Light levels in the lower hall are modulated through dark wood panelling and screens with inset coloured glass and through the use of strikingly architectural stained glass luminaires. The arrival sequence allows for a series of revelations on passing from the entrance into the domestic spaces. The white painted drawing room with its rose-stencilled wall decorations has three distinct zones centred around the fireplace with its gesso panel artwork by Margaret Macdonald Mackintosh, a bay window and music alcove.

The dark, wood-panelled dining room features a polished steel fireplace centred between two south facing windows. The remainder of the ground floor is given over to service and utility spaces such as the kitchen and pantry. Throughout the house are original fitted and moveable furniture pieces all designed by Mackintosh with several original or replica textile pieces by Margaret Macdonald Mackintosh.

The upper floor features in its east wing rooms designated for the Blackie children. The main wing has bathrooms and guest rooms along with the principal bedroom again white painted and stencilled and containing a white and pink-detailed bedroom suite. This room is zoned with a vaulted ceiling above the bed and a sitting area along with separate dressing room adjacent.

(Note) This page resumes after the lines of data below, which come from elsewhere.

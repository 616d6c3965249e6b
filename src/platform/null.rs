//! Backend for hosts without real platform support.
//!
//! Mutating operations succeed without touching the host and queries return
//! empty results. The two settings lookups still read from the bosh and
//! media directories so a provisioner can seed them by hand.

use tracing::debug;

use super::{Platform, PlatformOptions};
use crate::cert::{CertManager, DummyCertManager};
use crate::compressor::{Compressor, TarballCompressor};
use crate::copier::{Copier, CpCopier};
use crate::devicepath::{DevicePathResolver, IdentityDevicePathResolver};
use crate::dirs::DirProvider;
use crate::disk::RawEphemeralDisk;
use crate::error::{PlatformError, PlatformResult};
use crate::fs::{FileSystem, HostPaths};
use crate::network::read_network_record;
use crate::runner::CommandRunner;
use crate::settings::{DiskSettings, Network, Networks};
use crate::supervision::SupervisionCredentials;
use crate::vitals::{ProcStatsCollector, VitalsService};

/// Device reported as the ephemeral disk.
pub const NULL_EPHEMERAL_DISK: &str = "/dev/sdb";

/// Key reported as the host identity.
pub const NULL_HOST_PUBLIC_KEY: &str = "dummy-public-key";

/// Record consulted by [`Platform::default_network`].
pub const NULL_DEFAULT_NETWORK_FILE: &str = "dummy-default-network-settings.json";

/// [`Platform`] whose operations are side-effect free.
pub struct NullPlatform<R, F> {
    runner: R,
    fs: F,
    paths: HostPaths,
    dirs: DirProvider,
    media_settings_file: String,
    compressor: TarballCompressor<R, F>,
    copier: CpCopier<R, F>,
    vitals: VitalsService,
    resolver: IdentityDevicePathResolver,
    cert_manager: DummyCertManager,
}

impl<R, F> std::fmt::Debug for NullPlatform<R, F> {
    fn fmt(&self, f: &mut std::fmt::Formatter<'_>) -> std::fmt::Result {
        f.debug_struct("NullPlatform")
            .field("paths", &self.paths)
            .field("dirs", &self.dirs)
            .finish_non_exhaustive()
    }
}

impl<R, F> NullPlatform<R, F>
where
    R: CommandRunner + Clone + 'static,
    F: FileSystem + Clone + 'static,
{
    /// Creates the backend; `runner` is only reached through the
    /// collaborator accessors.
    #[must_use]
    pub fn new(runner: R, fs: F, options: PlatformOptions) -> Self {
        let paths = options.host_paths();
        let dirs = options.dirs;
        Self {
            compressor: TarballCompressor::new(
                runner.clone(),
                fs.clone(),
                paths.clone(),
                dirs.tmp_dir(),
            ),
            copier: CpCopier::new(runner.clone(), fs.clone(), paths.clone()),
            vitals: VitalsService::new(
                Box::new(ProcStatsCollector::new(runner.clone(), fs.clone(), paths.clone())),
                dirs.clone(),
            ),
            resolver: IdentityDevicePathResolver,
            cert_manager: DummyCertManager,
            media_settings_file: options.media_settings_file,
            runner,
            fs,
            paths,
            dirs,
        }
    }
}

impl<R: CommandRunner, F: FileSystem> Platform for NullPlatform<R, F> {
    fn fs(&self) -> &dyn FileSystem {
        &self.fs
    }

    fn runner(&self) -> &dyn CommandRunner {
        &self.runner
    }

    fn compressor(&self) -> &dyn Compressor {
        &self.compressor
    }

    fn copier(&self) -> &dyn Copier {
        &self.copier
    }

    fn dir_provider(&self) -> &DirProvider {
        &self.dirs
    }

    fn vitals_service(&self) -> &VitalsService {
        &self.vitals
    }

    fn device_path_resolver(&self) -> &dyn DevicePathResolver {
        &self.resolver
    }

    fn cert_manager(&self) -> &dyn CertManager {
        &self.cert_manager
    }

    fn setup_runtime_configuration(&self) -> PlatformResult<()> {
        Ok(())
    }

    fn create_user(&self, username: &str, _password: &str, _base_path: &str) -> PlatformResult<()> {
        debug!(user = username, "null platform: create user");
        Ok(())
    }

    fn add_user_to_groups(&self, _username: &str, _groups: &[String]) -> PlatformResult<()> {
        Ok(())
    }

    fn delete_ephemeral_users_matching(&self, _pattern: &str) -> PlatformResult<usize> {
        Ok(0)
    }

    fn setup_root_disk(&self, _ephemeral_disk_path: &str) -> PlatformResult<()> {
        Ok(())
    }

    fn setup_ssh(&self, _public_key: &str, _username: &str) -> PlatformResult<()> {
        Ok(())
    }

    fn set_user_password(&self, _username: &str, _encrypted: &str) -> PlatformResult<()> {
        Ok(())
    }

    fn setup_hostname(&self, _hostname: &str) -> PlatformResult<()> {
        Ok(())
    }

    fn setup_networking(&self, _networks: &Networks) -> PlatformResult<()> {
        Ok(())
    }

    fn configured_network_interfaces(&self) -> PlatformResult<Vec<String>> {
        Ok(Vec::new())
    }

    fn setup_logrotate(&self, _group: &str, _base_path: &str, _size: &str) -> PlatformResult<()> {
        Ok(())
    }

    fn set_time_with_ntp_servers(&self, _servers: &[String]) -> PlatformResult<()> {
        Ok(())
    }

    fn setup_ephemeral_disk_with_path(&self, _device_path: &str) -> PlatformResult<()> {
        Ok(())
    }

    fn setup_raw_ephemeral_disks(&self, _disks: &[DiskSettings]) -> PlatformResult<Vec<RawEphemeralDisk>> {
        Ok(Vec::new())
    }

    fn setup_data_dir(&self) -> PlatformResult<()> {
        Ok(())
    }

    fn setup_tmp_dir(&self) -> PlatformResult<()> {
        Ok(())
    }

    fn mount_persistent_disk(&self, _disk: &DiskSettings, _mount_point: &str) -> PlatformResult<()> {
        Ok(())
    }

    fn unmount_persistent_disk(&self, _disk: &DiskSettings) -> PlatformResult<bool> {
        Ok(false)
    }

    fn migrate_persistent_disk(&self, _from: &str, _to: &str) -> PlatformResult<()> {
        Ok(())
    }

    fn ephemeral_disk_path(&self, _disk: &DiskSettings) -> String {
        NULL_EPHEMERAL_DISK.to_owned()
    }

    fn file_contents_from_cdrom(&self, _disk_path: &str) -> PlatformResult<Vec<u8>> {
        let logical = self.dirs.media_mount_dir().join(&self.media_settings_file);
        self.fs
            .read(&self.paths.resolve(&logical))
            .map_err(|err| PlatformError::Read {
                path: logical.to_string(),
                message: err.to_string(),
            })
    }

    fn files_contents_from_disk(&self, _disk_path: &str, _file_names: &[String]) -> PlatformResult<Vec<Vec<u8>>> {
        Ok(Vec::new())
    }

    fn is_mount_point(&self, _path: &str) -> PlatformResult<bool> {
        Ok(false)
    }

    fn is_persistent_disk_mounted(&self, _disk: &DiskSettings) -> PlatformResult<bool> {
        Ok(true)
    }

    fn start_monit(&self) -> PlatformResult<()> {
        Ok(())
    }

    fn setup_monit_user(&self) -> PlatformResult<()> {
        Ok(())
    }

    fn monit_credentials(&self) -> PlatformResult<SupervisionCredentials> {
        Ok(SupervisionCredentials {
            username: String::new(),
            password: String::new(),
        })
    }

    fn prepare_for_networking_change(&self) -> PlatformResult<()> {
        Ok(())
    }

    fn default_network(&self) -> PlatformResult<Network> {
        let logical = self.dirs.bosh_dir().join(NULL_DEFAULT_NETWORK_FILE);
        read_network_record(&self.fs, &self.paths.resolve(logical))
    }

    fn host_public_key(&self) -> PlatformResult<String> {
        Ok(NULL_HOST_PUBLIC_KEY.to_owned())
    }
}

#[cfg(test)]
mod tests {
    use super::*;
    use crate::fs::HostFileSystem;
    use crate::settings::NetworkType;
    use crate::test_support::ScriptedRunner;
    use camino::Utf8PathBuf;
    use rstest::{fixture, rstest};
    use tempfile::TempDir;

    struct Harness {
        _tmp: TempDir,
        root: Utf8PathBuf,
        platform: NullPlatform<ScriptedRunner, HostFileSystem>,
        runner: ScriptedRunner,
    }

    #[fixture]
    fn harness() -> Harness {
        let tmp = TempDir::new().unwrap_or_else(|err| panic!("tempdir: {err}"));
        let root = Utf8PathBuf::from_path_buf(tmp.path().to_path_buf())
            .unwrap_or_else(|path| panic!("utf8 path: {}", path.display()));
        let runner = ScriptedRunner::new();
        let options = PlatformOptions {
            host_root: root.clone(),
            ..PlatformOptions::default()
        };
        Harness {
            _tmp: tmp,
            platform: NullPlatform::new(runner.clone(), HostFileSystem, options),
            root,
            runner,
        }
    }

    fn seed(harness: &Harness, logical: &str, contents: &str) {
        let path = HostPaths::new(harness.root.clone()).resolve(logical);
        HostFileSystem
            .write(&path, contents.as_bytes())
            .unwrap_or_else(|err| panic!("seed {logical}: {err}"));
    }

    #[rstest]
    fn mutating_operations_succeed_without_commands(harness: Harness) {
        let platform = &harness.platform;
        let disk = DiskSettings::with_path("disk-1", "/dev/sdc");
        platform
            .create_user("bosh_a", "", "")
            .unwrap_or_else(|err| panic!("create user: {err}"));
        platform
            .setup_ephemeral_disk_with_path("/dev/sdb")
            .unwrap_or_else(|err| panic!("ephemeral: {err}"));
        platform
            .mount_persistent_disk(&disk, "/var/vcap/store")
            .unwrap_or_else(|err| panic!("mount: {err}"));
        platform
            .start_monit()
            .unwrap_or_else(|err| panic!("monit: {err}"));
        assert!(harness.runner.invocations().is_empty());
    }

    #[rstest]
    fn queries_report_stub_values(harness: Harness) {
        let platform = &harness.platform;
        let disk = DiskSettings::with_path("disk-1", "/dev/sdc");
        assert_eq!(platform.ephemeral_disk_path(&disk), "/dev/sdb");
        assert_eq!(
            platform.host_public_key().ok().as_deref(),
            Some("dummy-public-key")
        );
        assert_eq!(platform.is_persistent_disk_mounted(&disk).ok(), Some(true));
        assert_eq!(platform.unmount_persistent_disk(&disk).ok(), Some(false));
        assert_eq!(platform.configured_network_interfaces().ok(), Some(Vec::new()));
        assert_eq!(platform.delete_ephemeral_users_matching("*").ok(), Some(0));
    }

    #[rstest]
    fn default_network_is_zero_value_when_unrecorded(harness: Harness) {
        let network = harness
            .platform
            .default_network()
            .unwrap_or_else(|err| panic!("default network: {err}"));
        assert!(network.is_empty());
    }

    #[rstest]
    fn default_network_reads_seeded_record(harness: Harness) {
        seed(
            &harness,
            "/var/vcap/bosh/dummy-default-network-settings.json",
            r#"{"type":"dynamic","ip":"10.0.0.5","gateway":"10.0.0.1"}"#,
        );
        let network = harness
            .platform
            .default_network()
            .unwrap_or_else(|err| panic!("default network: {err}"));
        assert_eq!(network.network_type, NetworkType::Dynamic);
        assert_eq!(network.ip, "10.0.0.5");
    }

    #[rstest]
    fn corrupt_default_network_surfaces(harness: Harness) {
        seed(
            &harness,
            "/var/vcap/bosh/dummy-default-network-settings.json",
            "{not json",
        );
        assert!(matches!(
            harness.platform.default_network(),
            Err(PlatformError::Read { .. })
        ));
    }

    #[rstest]
    fn cdrom_reads_seeded_payload(harness: Harness) {
        seed(
            &harness,
            "/var/vcap/bosh/settings-media/env.json",
            r#"{"agent_id":"abc"}"#,
        );
        let payload = harness
            .platform
            .file_contents_from_cdrom("/dev/sr0")
            .unwrap_or_else(|err| panic!("cdrom: {err}"));
        assert_eq!(payload, br#"{"agent_id":"abc"}"#.to_vec());
    }
}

Some interpretations suggest that Hill House reflects Edwardian associations of interior space with "femininity" and exterior forms with "masculinity". Mackintosh's design approach introduced elements typically associated with the latter into the domestic interior, departing from the ornate, conventionally "feminine" style of the period. This method enabled variations in the atmosphere and experience of different spaces according to their intended functions.